▸ Brief:
Within the records below, reproduce without change the lines from the line that has "filename src/errors.rs" through the line that has "it surfaced in.", and only those.

***

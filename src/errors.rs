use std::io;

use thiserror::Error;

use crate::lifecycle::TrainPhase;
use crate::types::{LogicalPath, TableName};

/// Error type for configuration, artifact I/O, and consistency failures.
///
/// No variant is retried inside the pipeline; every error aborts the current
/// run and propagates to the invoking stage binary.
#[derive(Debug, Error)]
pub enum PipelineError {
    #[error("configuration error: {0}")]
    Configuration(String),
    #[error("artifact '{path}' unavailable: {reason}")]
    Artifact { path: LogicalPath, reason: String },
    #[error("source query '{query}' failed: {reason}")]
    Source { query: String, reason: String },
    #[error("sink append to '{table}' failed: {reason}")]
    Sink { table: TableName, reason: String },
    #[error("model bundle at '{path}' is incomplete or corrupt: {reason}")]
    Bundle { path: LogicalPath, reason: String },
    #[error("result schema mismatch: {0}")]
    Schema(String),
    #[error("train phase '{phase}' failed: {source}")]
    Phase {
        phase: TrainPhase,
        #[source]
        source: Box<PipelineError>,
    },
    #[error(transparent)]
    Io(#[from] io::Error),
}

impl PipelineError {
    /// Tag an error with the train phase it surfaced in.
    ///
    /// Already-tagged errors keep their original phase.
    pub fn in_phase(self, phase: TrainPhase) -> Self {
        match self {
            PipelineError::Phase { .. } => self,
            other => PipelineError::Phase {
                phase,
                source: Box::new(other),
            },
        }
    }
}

***

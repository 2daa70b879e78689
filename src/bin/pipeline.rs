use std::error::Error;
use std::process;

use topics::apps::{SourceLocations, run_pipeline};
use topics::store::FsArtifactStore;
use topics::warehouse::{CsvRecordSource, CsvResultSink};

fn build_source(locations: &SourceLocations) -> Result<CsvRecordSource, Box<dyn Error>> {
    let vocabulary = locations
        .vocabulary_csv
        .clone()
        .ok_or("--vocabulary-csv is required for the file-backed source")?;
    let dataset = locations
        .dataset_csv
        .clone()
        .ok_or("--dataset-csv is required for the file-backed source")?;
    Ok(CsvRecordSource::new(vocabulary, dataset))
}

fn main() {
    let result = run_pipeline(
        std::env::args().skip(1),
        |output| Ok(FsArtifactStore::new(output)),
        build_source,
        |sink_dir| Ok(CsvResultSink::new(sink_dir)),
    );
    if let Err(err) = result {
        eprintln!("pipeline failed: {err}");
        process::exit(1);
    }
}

***

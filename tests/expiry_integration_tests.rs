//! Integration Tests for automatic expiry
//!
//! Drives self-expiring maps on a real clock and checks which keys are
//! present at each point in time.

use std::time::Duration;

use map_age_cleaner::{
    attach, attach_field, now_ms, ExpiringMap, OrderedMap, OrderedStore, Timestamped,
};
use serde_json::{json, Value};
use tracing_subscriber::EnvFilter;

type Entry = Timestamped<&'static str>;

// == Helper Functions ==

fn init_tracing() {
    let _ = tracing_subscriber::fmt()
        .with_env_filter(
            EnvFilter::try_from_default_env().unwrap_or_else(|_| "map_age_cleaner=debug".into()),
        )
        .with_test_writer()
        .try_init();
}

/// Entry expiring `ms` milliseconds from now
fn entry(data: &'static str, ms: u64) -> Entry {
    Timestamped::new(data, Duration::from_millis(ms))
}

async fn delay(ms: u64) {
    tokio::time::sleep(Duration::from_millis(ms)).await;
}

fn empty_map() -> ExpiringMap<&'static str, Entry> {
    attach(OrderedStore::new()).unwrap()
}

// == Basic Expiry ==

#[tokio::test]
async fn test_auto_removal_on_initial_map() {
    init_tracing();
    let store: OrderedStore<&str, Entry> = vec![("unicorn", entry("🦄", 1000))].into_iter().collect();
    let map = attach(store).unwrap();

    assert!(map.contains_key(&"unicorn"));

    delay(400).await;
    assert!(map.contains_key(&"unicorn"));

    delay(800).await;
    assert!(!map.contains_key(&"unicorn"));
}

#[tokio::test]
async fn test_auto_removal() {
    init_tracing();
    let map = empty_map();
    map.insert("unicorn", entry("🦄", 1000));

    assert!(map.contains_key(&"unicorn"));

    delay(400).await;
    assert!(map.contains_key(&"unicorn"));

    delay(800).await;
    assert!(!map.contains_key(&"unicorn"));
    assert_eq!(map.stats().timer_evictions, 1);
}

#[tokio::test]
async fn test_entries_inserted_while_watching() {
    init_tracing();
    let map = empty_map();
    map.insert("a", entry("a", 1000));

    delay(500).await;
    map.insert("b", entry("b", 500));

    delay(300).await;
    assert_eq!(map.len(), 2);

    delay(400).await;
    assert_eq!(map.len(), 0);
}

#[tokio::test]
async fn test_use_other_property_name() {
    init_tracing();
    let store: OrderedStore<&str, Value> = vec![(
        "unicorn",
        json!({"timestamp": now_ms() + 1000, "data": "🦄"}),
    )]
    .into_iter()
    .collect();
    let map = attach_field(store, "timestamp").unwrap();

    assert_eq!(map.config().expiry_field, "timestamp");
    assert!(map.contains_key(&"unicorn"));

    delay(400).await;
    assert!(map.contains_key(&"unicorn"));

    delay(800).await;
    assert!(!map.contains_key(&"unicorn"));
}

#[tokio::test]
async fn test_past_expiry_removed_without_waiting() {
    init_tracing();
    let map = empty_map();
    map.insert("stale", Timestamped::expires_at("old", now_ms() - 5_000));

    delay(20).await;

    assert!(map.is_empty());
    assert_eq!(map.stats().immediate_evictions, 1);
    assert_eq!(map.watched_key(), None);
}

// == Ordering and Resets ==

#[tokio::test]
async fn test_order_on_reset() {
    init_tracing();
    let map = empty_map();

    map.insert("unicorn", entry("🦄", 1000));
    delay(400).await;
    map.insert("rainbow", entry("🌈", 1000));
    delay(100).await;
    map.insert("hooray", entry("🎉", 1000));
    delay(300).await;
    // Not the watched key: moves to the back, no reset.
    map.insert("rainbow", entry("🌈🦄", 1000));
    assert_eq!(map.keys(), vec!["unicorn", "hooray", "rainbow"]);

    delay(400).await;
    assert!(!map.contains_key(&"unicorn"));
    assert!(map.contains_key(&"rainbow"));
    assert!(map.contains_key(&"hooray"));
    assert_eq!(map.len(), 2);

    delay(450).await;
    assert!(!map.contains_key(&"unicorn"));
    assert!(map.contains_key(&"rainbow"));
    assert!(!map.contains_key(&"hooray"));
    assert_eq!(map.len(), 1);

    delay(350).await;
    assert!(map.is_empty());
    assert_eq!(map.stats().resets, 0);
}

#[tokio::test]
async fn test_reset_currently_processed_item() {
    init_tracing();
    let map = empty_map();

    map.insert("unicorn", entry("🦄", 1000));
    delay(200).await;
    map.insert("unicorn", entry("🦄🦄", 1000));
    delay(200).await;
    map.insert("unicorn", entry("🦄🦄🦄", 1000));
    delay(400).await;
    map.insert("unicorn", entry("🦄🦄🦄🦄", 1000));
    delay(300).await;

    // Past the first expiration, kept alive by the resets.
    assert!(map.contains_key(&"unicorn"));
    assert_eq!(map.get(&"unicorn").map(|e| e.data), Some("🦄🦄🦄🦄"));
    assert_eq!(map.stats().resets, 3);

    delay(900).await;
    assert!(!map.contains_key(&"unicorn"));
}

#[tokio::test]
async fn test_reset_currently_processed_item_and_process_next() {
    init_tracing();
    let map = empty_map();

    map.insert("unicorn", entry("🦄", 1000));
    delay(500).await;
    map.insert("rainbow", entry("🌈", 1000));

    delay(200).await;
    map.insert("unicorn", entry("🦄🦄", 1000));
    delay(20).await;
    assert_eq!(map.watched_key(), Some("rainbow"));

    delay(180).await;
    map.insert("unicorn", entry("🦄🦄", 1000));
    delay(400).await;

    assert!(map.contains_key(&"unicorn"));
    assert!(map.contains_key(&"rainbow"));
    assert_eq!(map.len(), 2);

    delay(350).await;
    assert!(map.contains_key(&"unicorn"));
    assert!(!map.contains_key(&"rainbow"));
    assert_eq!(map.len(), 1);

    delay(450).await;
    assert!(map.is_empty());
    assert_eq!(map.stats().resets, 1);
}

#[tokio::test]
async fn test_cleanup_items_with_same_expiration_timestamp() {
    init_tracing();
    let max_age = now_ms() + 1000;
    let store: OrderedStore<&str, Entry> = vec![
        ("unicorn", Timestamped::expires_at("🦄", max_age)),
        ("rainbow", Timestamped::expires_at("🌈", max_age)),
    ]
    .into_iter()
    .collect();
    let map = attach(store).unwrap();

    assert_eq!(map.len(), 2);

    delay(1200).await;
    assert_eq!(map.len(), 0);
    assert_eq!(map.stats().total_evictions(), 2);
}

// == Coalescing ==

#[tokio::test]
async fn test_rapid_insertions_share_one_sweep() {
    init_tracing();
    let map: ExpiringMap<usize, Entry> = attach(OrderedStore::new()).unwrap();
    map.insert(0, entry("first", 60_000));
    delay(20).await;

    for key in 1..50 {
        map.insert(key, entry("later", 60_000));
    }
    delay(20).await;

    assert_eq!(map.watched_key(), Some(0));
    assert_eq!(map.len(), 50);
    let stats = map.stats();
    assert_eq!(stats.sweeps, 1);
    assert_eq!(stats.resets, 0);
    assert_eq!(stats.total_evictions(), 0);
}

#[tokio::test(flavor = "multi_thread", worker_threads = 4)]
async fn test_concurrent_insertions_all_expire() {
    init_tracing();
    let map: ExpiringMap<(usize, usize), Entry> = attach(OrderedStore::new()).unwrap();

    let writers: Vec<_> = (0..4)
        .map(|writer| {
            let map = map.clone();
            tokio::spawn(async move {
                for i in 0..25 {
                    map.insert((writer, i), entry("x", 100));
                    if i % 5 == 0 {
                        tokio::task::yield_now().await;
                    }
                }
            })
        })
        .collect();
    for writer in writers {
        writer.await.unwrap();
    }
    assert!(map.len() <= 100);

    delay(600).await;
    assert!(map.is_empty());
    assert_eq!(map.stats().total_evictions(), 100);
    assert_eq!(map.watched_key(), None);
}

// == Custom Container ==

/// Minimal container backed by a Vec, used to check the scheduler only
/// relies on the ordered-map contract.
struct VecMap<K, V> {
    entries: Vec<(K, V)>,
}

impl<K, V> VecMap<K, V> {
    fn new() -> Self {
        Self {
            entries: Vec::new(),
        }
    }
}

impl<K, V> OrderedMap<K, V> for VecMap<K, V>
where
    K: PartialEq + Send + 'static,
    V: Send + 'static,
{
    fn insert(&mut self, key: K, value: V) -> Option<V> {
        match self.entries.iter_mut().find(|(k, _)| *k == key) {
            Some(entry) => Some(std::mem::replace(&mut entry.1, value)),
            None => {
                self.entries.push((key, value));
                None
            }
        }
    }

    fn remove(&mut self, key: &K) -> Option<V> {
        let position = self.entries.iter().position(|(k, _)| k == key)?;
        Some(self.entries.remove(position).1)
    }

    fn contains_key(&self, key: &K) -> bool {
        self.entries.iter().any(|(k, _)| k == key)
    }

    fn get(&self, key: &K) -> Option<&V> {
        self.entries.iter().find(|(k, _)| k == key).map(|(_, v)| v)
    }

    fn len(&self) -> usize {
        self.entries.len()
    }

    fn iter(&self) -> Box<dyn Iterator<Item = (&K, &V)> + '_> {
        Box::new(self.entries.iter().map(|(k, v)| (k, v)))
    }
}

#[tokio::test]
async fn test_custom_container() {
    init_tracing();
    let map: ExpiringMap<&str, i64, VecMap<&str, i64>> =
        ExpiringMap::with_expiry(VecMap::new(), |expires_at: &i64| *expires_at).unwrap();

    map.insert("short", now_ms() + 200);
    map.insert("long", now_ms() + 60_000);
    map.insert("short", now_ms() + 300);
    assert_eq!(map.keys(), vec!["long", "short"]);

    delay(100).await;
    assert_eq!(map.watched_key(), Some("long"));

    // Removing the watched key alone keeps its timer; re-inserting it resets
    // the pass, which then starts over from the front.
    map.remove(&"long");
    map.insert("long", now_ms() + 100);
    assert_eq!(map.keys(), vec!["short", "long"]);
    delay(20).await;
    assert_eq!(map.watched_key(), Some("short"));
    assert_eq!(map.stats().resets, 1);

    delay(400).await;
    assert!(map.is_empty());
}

***

▸ Answer space:
filename src/errors.rs
use std::io;

use thiserror::Error;

use crate::lifecycle::TrainPhase;
use crate::types::{LogicalPath, TableName};

/// Error type for configuration, artifact I/O, and consistency failures.
///
/// No variant is retried inside the pipeline; every error aborts the current
/// run and propagates to the invoking stage binary.
#[derive(Debug, Error)]
pub enum PipelineError {
    #[error("configuration error: {0}")]
    Configuration(String),
    #[error("artifact '{path}' unavailable: {reason}")]
    Artifact { path: LogicalPath, reason: String },
    #[error("source query '{query}' failed: {reason}")]
    Source { query: String, reason: String },
    #[error("sink append to '{table}' failed: {reason}")]
    Sink { table: TableName, reason: String },
    #[error("model bundle at '{path}' is incomplete or corrupt: {reason}")]
    Bundle { path: LogicalPath, reason: String },
    #[error("result schema mismatch: {0}")]
    Schema(String),
    #[error("train phase '{phase}' failed: {source}")]
    Phase {
        phase: TrainPhase,
        #[source]
        source: Box<PipelineError>,
    },
    #[error(transparent)]
    Io(#[from] io::Error),
}

impl PipelineError {
    /// Tag an error with the train phase it surfaced in.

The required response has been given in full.